■ WORK INSTRUCTIONS
Extract, from the listing that follows, each line containing the word "main".

■ EXTRACTED RECORDS
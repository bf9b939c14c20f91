use super::*;
use crate::fft::twiddle::{GeneratedTwiddles, TwiddleProvider};
use crate::format::{CustomFloat, SAMPLE_BIAS};
use num_complex::Complex;
use std::vec::Vec;

fn sample(re: f64, im: f64) -> ComplexCustomFloat {
    Complex::new(CustomFloat::from_f64(re, SAMPLE_BIAS), CustomFloat::from_f64(im, SAMPLE_BIAS))
}

fn ramp(n: usize) -> Vec<ComplexCustomFloat> {
    (0..n).map(|i| sample(i as f64 + 1.0, -(i as f64) * 0.5)).collect()
}

#[test]
fn test_forward_network_leaves_even_odd_halves() {
    let n = 16;
    let twiddles = GeneratedTwiddles.twiddles(n, false).unwrap();
    let mut ws = Workspace::new(&ramp(n));

    forward_network(&mut ws, &twiddles, 4, false);

    // Last stage pairs neighbours, slot k holds positions 2k and 2k+1
    for k in 0..n / 2 {
        assert_eq!(ws.upper[k], ws.stage[2 * k]);
        assert_eq!(ws.lower[k], ws.stage[2 * k + 1]);
    }
}

#[test]
fn test_inverse_network_leaves_low_high_halves() {
    let n = 16;
    let twiddles = GeneratedTwiddles.twiddles(n, false).unwrap();
    let mut ws = Workspace::new(&ramp(n));

    inverse_network(&mut ws, &twiddles, 4, false);

    // Last stage pairs k with k + N/2
    for k in 0..n / 2 {
        assert_eq!(ws.upper[k], ws.stage[k]);
        assert_eq!(ws.lower[k], ws.stage[k + n / 2]);
    }
}

#[test]
fn test_complete_layouts() {
    let n = 8;
    let input = ramp(n);
    let mut ws = Workspace::new(&input);
    ws.upper.copy_from_slice(&input[..4]);
    ws.lower.copy_from_slice(&input[4..]);

    let mut out = std::vec![ComplexCustomFloat::default(); n];
    complete(&ws, Direction::Forward, &mut out);
    let interleaved: Vec<_> = (0..4).flat_map(|i| [input[i], input[i + 4]]).collect();
    assert_eq!(out, interleaved);

    complete(&ws, Direction::Inverse, &mut out);
    assert_eq!(out, input);
}

#[test]
fn test_completion_reassembles_stage_vector() {
    let n = 32;
    let twiddles = GeneratedTwiddles.twiddles(n, true).unwrap();
    for direction in [Direction::Forward, Direction::Inverse] {
        let mut ws = Workspace::new(&ramp(n));
        match direction {
            Direction::Forward => forward_network(&mut ws, &twiddles, 5, false),
            Direction::Inverse => inverse_network(&mut ws, &twiddles, 5, false),
        }
        let mut out = std::vec![ComplexCustomFloat::default(); n];
        complete(&ws, direction, &mut out);
        assert_eq!(out, ws.stage, "{:?}", direction);
    }
}

#[test]
fn test_bypass_network_is_identity() {
    let n = 8;
    let input = ramp(n);
    let twiddles = GeneratedTwiddles.twiddles(n, false).unwrap();

    let mut ws = Workspace::new(&input);
    forward_network(&mut ws, &twiddles, 3, true);
    assert_eq!(ws.stage, input);

    let mut ws = Workspace::new(&input);
    inverse_network(&mut ws, &twiddles, 3, true);
    assert_eq!(ws.stage, input);
}
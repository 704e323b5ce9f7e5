//! # RAGFlow Client
//!
//! A Rust client for the [RAGFlow](https://ragflow.io) REST API.
//!
//! ## Overview
//!
//! RAGFlow is a retrieval-augmented generation platform. This crate wraps its
//! HTTP/JSON API: datasets, documents, chunks, similarity retrieval, chat
//! assistants, sessions, and agents. Every public method performs exactly one
//! authenticated request and returns the decoded JSON body unmodified, so the
//! crate stays a thin, stateless transport layer — entity shapes are owned by
//! the server and passed through as [`serde_json::Value`].
//!
//! ## Key Characteristics
//!
//! - **One method per endpoint**: dataset/document/chunk/chat/session/agent
//!   operations map 1:1 onto the `/api/v1/` REST surface
//! - **Opaque payloads**: responses come back as raw JSON values, never
//!   reshaped or cached
//! - **Uniform errors**: any non-success status becomes
//!   [`Error::Api`](crate::Error::Api) carrying the status code and the raw
//!   body text
//! - **Partial updates**: optional request fields left unset are omitted from
//!   the wire entirely
//! - **Streaming downloads**: document downloads are written to disk chunk by
//!   chunk in bounded memory
//! - **No hidden policy**: no retries, no timeouts, no response caching —
//!   callers own those decisions
//!
//! ## Getting Started
//!
//! ```rust,no_run
//! use ragflow_client::{CreateDatasetRequest, ListDatasetsParams, RagflowClient};
//!
//! #[tokio::main]
//! async fn main() -> Result<(), Box<dyn std::error::Error>> {
//!     let client = RagflowClient::new("http://localhost:5000", "ragflow-abc123")?;
//!
//!     // Create a dataset
//!     let created = client
//!         .create_dataset(CreateDatasetRequest::new("example_dataset"))
//!         .await?;
//!     let dataset_id = created["data"]["id"].as_str().unwrap().to_string();
//!
//!     // Upload and parse documents
//!     client
//!         .upload_documents(&dataset_id, &["notes/chapter1.txt", "notes/chapter2.pdf"])
//!         .await?;
//!
//!     // List datasets filtered by ID
//!     let params = ListDatasetsParams {
//!         id: Some(dataset_id.clone()),
//!         ..Default::default()
//!     };
//!     let listed = client.list_datasets(params).await?;
//!     println!("{listed}");
//!
//!     Ok(())
//! }
//! ```
//!
//! ## Conversing with a chat assistant
//!
//! ```rust,no_run
//! use ragflow_client::{ChatCompletionRequest, CreateChatRequest, RagflowClient};
//!
//! # async fn example() -> Result<(), Box<dyn std::error::Error>> {
//! let client = RagflowClient::new("http://localhost:5000", "ragflow-abc123")?;
//!
//! let chat = client
//!     .create_chat(CreateChatRequest::new("docs_helper").datasets(["ds-1"]))
//!     .await?;
//! let chat_id = chat["data"]["id"].as_str().unwrap();
//!
//! let reply = client
//!     .converse_with_chat(chat_id, ChatCompletionRequest::new("What is a chunk?"))
//!     .await?;
//! println!("{}", reply["data"]["answer"]);
//! # Ok(())
//! # }
//! ```

// ============================================================================
// MODULE DECLARATIONS
// ============================================================================

/// Core client: connection configuration, URL building, and the shared
/// request/decode path every operation funnels through.
mod client;

/// Environment-variable helpers for endpoint and API key resolution.
mod config;

/// Error types and conversions. Defines the `Error` enum and the
/// `Result<T>` alias used across all public APIs.
mod error;

/// Request and parameter structures, one per operation with optional inputs.
mod types;

// Resource operations, one module per API surface. Each extends
// `RagflowClient` with its endpoint methods.
mod agents;
mod chat;
mod chunks;
mod datasets;
mod documents;

// ============================================================================
// PUBLIC EXPORTS
// ============================================================================

// --- Core Client API ---

pub use client::{ClientBuilder, RagflowClient};

// --- Configuration ---

pub use config::{DEFAULT_BASE_URL, get_api_key, get_base_url};

// --- Error Handling ---

pub use error::{Error, Result};

// --- Request Types ---

pub use types::{
    AddChunkRequest, AgentCompletionRequest, AgentSessionRequest, ChatCompletionRequest,
    CreateChatRequest, CreateDatasetRequest, CreateSessionRequest, ListAgentSessionsParams,
    ListAgentsParams, ListChatsParams, ListChunksParams, ListDatasetsParams, ListDocumentsParams,
    ListSessionsParams, RetrievalRequest, UpdateChatRequest, UpdateChunkRequest,
    UpdateDatasetRequest, UpdateDocumentRequest, UpdateSessionRequest,
};

// ============================================================================
// CONVENIENCE PRELUDE
// ============================================================================

/// Convenience module containing the most commonly used types.
/// Import with `use ragflow_client::prelude::*;` for typical usage.
pub mod prelude {
    pub use crate::{
        AddChunkRequest, AgentCompletionRequest, ChatCompletionRequest, CreateChatRequest,
        CreateDatasetRequest, CreateSessionRequest, Error, RagflowClient, Result,
        RetrievalRequest,
    };
}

■ SOLVED PROBLEM
//! #[tokio::main]
//! async fn main() -> Result<(), Box<dyn std::error::Error>> {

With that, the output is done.